-------- GIVEN ENTRIES --------

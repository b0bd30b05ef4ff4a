//! Retention planning for cache cleanup
//!
//! Selection runs as successive filters over the enumerated caches:
//! kind, version, old-format, then age, then size budget. Age filtering
//! selects what to delete; the size budget walks caches newest first, keeps
//! each one that still fits and selects the rest.

use std::time::{Duration, SystemTime};

use serde::Serialize;

use crate::entry::{CacheEntry, KindFilter};
use crate::error::EntryError;

/// Cleanup selection policy.
#[derive(Debug, Clone, Default, PartialEq, Eq)]
pub struct PruneOptions {
    pub kind: KindFilter,
    /// Only caches of this toolchain version
    pub version: Option<String>,
    /// Only legacy unqualified build caches
    pub old_format_only: bool,
    /// Bytes to retain, newest first (0 = no size filter)
    pub max_retained_bytes: u64,
    /// Only caches older than this (zero = no age filter)
    pub max_age: Duration,
    /// Report without deleting
    pub dry_run: bool,
}

impl PruneOptions {
    /// Keep at most `max_retained_bytes` of the newest caches.
    pub fn size_based(max_retained_bytes: u64) -> Self {
        Self {
            max_retained_bytes,
            ..Self::default()
        }
    }

    /// Remove caches not modified within `max_age`.
    pub fn age_based(max_age: Duration) -> Self {
        Self {
            max_age,
            ..Self::default()
        }
    }

    pub fn with_kind(mut self, kind: KindFilter) -> Self {
        self.kind = kind;
        self
    }

    pub fn with_version(mut self, version: impl Into<String>) -> Self {
        self.version = Some(version.into());
        self
    }

    pub fn with_old_format_only(mut self) -> Self {
        self.old_format_only = true;
        self
    }

    pub fn with_dry_run(mut self) -> Self {
        self.dry_run = true;
        self
    }
}

/// Caches selected for removal, oldest first.
#[derive(Debug, Clone, Default, PartialEq, Eq)]
pub struct CleanPlan {
    pub entries: Vec<CacheEntry>,
    pub total_bytes: u64,
}

impl CleanPlan {
    pub fn is_empty(&self) -> bool {
        self.entries.is_empty()
    }

    pub fn len(&self) -> usize {
        self.entries.len()
    }
}

/// Compute which of `entries` to remove under `options` as of `now`.
///
/// An empty plan means nothing qualified.
pub fn plan(entries: &[CacheEntry], options: &PruneOptions, now: SystemTime) -> CleanPlan {
    let mut candidates: Vec<CacheEntry> = entries
        .iter()
        .filter(|e| options.kind.matches(e.kind))
        .filter(|e| match &options.version {
            Some(v) => &e.toolchain_version == v,
            None => true,
        })
        .filter(|e| !options.old_format_only || e.old_format)
        .cloned()
        .collect();

    if !options.max_age.is_zero() {
        candidates = match now.checked_sub(options.max_age) {
            Some(cutoff) => candidates
                .into_iter()
                .filter(|e| e.modified_at < cutoff)
                .collect(),
            None => Vec::new(),
        };
    }

    if options.max_retained_bytes > 0 {
        candidates.sort_by(|a, b| {
            b.modified_at
                .cmp(&a.modified_at)
                .then_with(|| a.path.cmp(&b.path))
        });

        let mut retained = 0u64;
        candidates.retain(|e| match retained.checked_add(e.size_bytes) {
            Some(total) if total <= options.max_retained_bytes => {
                retained = total;
                false
            }
            _ => true,
        });
    }

    candidates.sort_by(|a, b| {
        a.modified_at
            .cmp(&b.modified_at)
            .then_with(|| a.path.cmp(&b.path))
    });

    let total_bytes = candidates.iter().map(|e| e.size_bytes).sum();
    CleanPlan {
        entries: candidates,
        total_bytes,
    }
}

/// Outcome of executing (or previewing) a clean.
#[derive(Debug, Clone, Default, PartialEq, Eq, Serialize)]
pub struct CleanResult {
    pub caches_removed: usize,
    pub bytes_reclaimed: u64,
    pub errors: Vec<EntryError>,
    pub dry_run: bool,
}

impl CleanResult {
    /// Result a dry run reports for `plan`.
    pub fn preview(plan: &CleanPlan) -> Self {
        Self {
            caches_removed: plan.len(),
            bytes_reclaimed: plan.total_bytes,
            errors: Vec::new(),
            dry_run: true,
        }
    }

    pub fn is_success(&self) -> bool {
        self.errors.is_empty()
    }

    /// Merge another result into this one.
    pub fn merge(&mut self, other: &CleanResult) {
        self.caches_removed += other.caches_removed;
        self.bytes_reclaimed += other.bytes_reclaimed;
        self.errors.extend(other.errors.iter().cloned());
    }
}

--------

REQUIREMENT:
Exactly the lines from the one containing "self.bytes_reclaimed += other.bytes_reclaimed;" to the last line of the entries above must be duplicated, with both of those lines included and nothing more.

RESPONSE BELOW:
        self.bytes_reclaimed += other.bytes_reclaimed;
        self.errors.extend(other.errors.iter().cloned());
    }
}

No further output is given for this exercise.